## WHAT YOU HAVE TO DO
Find the string "extension" in the data, then copy every line where it is found.

## DATA FOR ANALYSIS
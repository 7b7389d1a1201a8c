// file: src/parser/reader.rs
// description: delimited-text reader producing raw tables, plus site file discovery
// reference: https://docs.rs/csv, https://docs.rs/walkdir

use crate::error::{ProgressError, Result};
use crate::models::RawTable;
use std::fs::File;
use std::io::Read;
use std::path::{Path, PathBuf};
use tracing::{debug, info};
use walkdir::WalkDir;

const BOM: char = '\u{feff}';

/// `.tsv` files are tab-delimited; every other source is comma-delimited.
#[derive(Debug, Clone, Default)]
pub struct RawTableReader;

impl RawTableReader {
    pub fn new() -> Self {
        Self
    }

    pub fn read_path(&self, path: &Path) -> Result<RawTable> {
        let file = File::open(path).map_err(|source| ProgressError::FileOperation {
            path: path.to_path_buf(),
            source,
        })?;

        let delimiter = match path.extension().and_then(|e| e.to_str()) {
            Some(ext) if ext.eq_ignore_ascii_case("tsv") => b'\t',
            _ => b',',
        };

        let table = Self::read_with(file, delimiter)?;
        debug!(
            "Read {} rows x {} columns from {}",
            table.row_count(),
            table.column_count(),
            path.display()
        );
        Ok(table)
    }

    pub fn read_from<R: Read>(&self, reader: R) -> Result<RawTable> {
        Self::read_with(reader, b',')
    }

    pub fn read_str(&self, text: &str) -> Result<RawTable> {
        self.read_from(text.as_bytes())
    }

    fn read_with<R: Read>(reader: R, delimiter: u8) -> Result<RawTable> {
        let mut csv_reader = csv::ReaderBuilder::new()
            .delimiter(delimiter)
            .has_headers(true)
            .flexible(true)
            .trim(csv::Trim::All)
            .from_reader(reader);

        let headers: Vec<String> = csv_reader
            .headers()?
            .iter()
            .enumerate()
            .map(|(index, header)| {
                if index == 0 {
                    header.trim_start_matches(BOM).to_string()
                } else {
                    header.to_string()
                }
            })
            .collect();

        let mut rows = Vec::new();
        for record in csv_reader.records() {
            let record = record?;
            rows.push(record.iter().map(|cell| cell.to_string()).collect());
        }

        Ok(RawTable::new(headers, rows))
    }
}

/// Lists `.csv`/`.tsv` files below `root`, sorted by path.
pub fn discover_sources(root: &Path) -> Result<Vec<PathBuf>> {
    info!("Scanning directory for site tables: {}", root.display());

    let mut files = Vec::new();
    for entry in WalkDir::new(root)
        .follow_links(false)
        .into_iter()
        .filter_map(|e| e.ok())
    {
        if !entry.file_type().is_file() {
            continue;
        }

        let path = entry.path();
        let is_table = path
            .extension()
            .and_then(|e| e.to_str())
            .is_some_and(|ext| ext.eq_ignore_ascii_case("csv") || ext.eq_ignore_ascii_case("tsv"));

        if is_table {
            files.push(path.to_path_buf());
        } else {
            debug!("Skipping non-table file: {}", path.display());
        }
    }

    files.sort();
    info!("Found {} site tables", files.len());
    Ok(files)
}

## YOUR RESPONSE
        let delimiter = match path.extension().and_then(|e| e.to_str()) {
            .extension()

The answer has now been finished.